*** Block opens ***
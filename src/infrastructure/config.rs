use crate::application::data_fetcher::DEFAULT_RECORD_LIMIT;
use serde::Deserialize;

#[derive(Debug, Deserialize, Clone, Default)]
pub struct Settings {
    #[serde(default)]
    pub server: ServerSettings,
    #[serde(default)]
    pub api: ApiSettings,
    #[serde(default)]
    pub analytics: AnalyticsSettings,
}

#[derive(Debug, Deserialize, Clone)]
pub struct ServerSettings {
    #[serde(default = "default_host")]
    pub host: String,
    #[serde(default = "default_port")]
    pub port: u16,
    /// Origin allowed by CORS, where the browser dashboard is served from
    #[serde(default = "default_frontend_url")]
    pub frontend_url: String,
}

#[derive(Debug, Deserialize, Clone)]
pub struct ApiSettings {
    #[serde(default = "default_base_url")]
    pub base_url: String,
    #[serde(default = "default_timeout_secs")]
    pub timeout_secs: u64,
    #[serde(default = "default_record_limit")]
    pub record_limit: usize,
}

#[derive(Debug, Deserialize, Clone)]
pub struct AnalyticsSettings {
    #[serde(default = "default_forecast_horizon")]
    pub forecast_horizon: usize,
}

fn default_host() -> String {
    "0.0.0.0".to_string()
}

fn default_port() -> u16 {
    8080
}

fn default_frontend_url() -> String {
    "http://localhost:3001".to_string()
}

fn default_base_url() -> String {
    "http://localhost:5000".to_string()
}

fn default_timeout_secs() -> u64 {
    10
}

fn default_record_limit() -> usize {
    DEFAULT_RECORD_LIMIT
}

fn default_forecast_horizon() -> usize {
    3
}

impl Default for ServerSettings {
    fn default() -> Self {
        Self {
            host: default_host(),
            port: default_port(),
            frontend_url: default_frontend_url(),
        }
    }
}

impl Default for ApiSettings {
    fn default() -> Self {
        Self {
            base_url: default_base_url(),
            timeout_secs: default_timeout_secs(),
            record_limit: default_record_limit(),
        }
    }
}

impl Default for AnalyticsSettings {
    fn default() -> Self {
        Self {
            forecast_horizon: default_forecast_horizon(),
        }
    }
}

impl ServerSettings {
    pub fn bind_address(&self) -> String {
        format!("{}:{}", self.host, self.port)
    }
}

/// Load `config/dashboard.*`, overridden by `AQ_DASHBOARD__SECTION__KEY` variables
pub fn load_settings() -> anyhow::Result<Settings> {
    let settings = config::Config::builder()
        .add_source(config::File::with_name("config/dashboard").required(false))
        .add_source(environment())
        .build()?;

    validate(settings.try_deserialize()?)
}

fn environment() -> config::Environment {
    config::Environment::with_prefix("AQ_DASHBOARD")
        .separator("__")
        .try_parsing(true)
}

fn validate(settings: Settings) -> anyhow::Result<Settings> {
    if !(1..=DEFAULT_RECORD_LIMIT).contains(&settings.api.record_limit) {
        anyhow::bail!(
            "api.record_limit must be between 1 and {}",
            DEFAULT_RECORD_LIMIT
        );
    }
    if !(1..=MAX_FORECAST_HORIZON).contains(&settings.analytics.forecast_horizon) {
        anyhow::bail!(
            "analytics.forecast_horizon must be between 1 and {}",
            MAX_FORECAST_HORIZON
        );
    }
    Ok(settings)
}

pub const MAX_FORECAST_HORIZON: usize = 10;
*** Block closes ***
*** Block opens ***
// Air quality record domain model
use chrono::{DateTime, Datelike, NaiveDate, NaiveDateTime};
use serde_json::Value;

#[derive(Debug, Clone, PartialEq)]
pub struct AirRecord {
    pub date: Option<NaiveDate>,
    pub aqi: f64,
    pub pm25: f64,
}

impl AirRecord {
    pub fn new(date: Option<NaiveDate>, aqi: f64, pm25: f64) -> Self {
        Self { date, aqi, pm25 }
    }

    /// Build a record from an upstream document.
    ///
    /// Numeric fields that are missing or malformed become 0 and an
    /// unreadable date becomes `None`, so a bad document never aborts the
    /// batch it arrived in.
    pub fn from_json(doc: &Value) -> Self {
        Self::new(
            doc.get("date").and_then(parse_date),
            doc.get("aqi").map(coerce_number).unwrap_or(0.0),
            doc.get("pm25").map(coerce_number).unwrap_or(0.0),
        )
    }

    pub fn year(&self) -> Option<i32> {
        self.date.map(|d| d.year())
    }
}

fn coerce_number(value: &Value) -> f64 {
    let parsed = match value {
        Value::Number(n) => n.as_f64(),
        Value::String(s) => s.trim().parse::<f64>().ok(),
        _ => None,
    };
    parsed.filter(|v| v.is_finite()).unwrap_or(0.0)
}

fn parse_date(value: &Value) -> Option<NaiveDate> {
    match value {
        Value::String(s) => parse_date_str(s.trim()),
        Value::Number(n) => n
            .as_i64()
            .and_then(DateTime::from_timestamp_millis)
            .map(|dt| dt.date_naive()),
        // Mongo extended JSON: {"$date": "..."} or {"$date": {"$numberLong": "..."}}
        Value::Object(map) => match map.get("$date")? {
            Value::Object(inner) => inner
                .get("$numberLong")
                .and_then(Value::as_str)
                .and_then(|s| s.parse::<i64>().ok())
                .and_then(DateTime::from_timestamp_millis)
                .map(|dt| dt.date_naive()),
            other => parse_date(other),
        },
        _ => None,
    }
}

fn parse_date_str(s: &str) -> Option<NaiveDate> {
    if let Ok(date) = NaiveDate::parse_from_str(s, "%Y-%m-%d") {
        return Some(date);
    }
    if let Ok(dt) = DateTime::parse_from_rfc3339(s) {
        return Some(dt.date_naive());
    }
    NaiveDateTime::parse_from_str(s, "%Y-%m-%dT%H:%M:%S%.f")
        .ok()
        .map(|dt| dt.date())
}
*** Block closes ***
Work request:
Please return every line of the records that contains the word "anyhow".

Answer to the problem:
pub fn load_settings() -> anyhow::Result<Settings> {
fn validate(settings: Settings) -> anyhow::Result<Settings> {
        anyhow::bail!(
        anyhow::bail!(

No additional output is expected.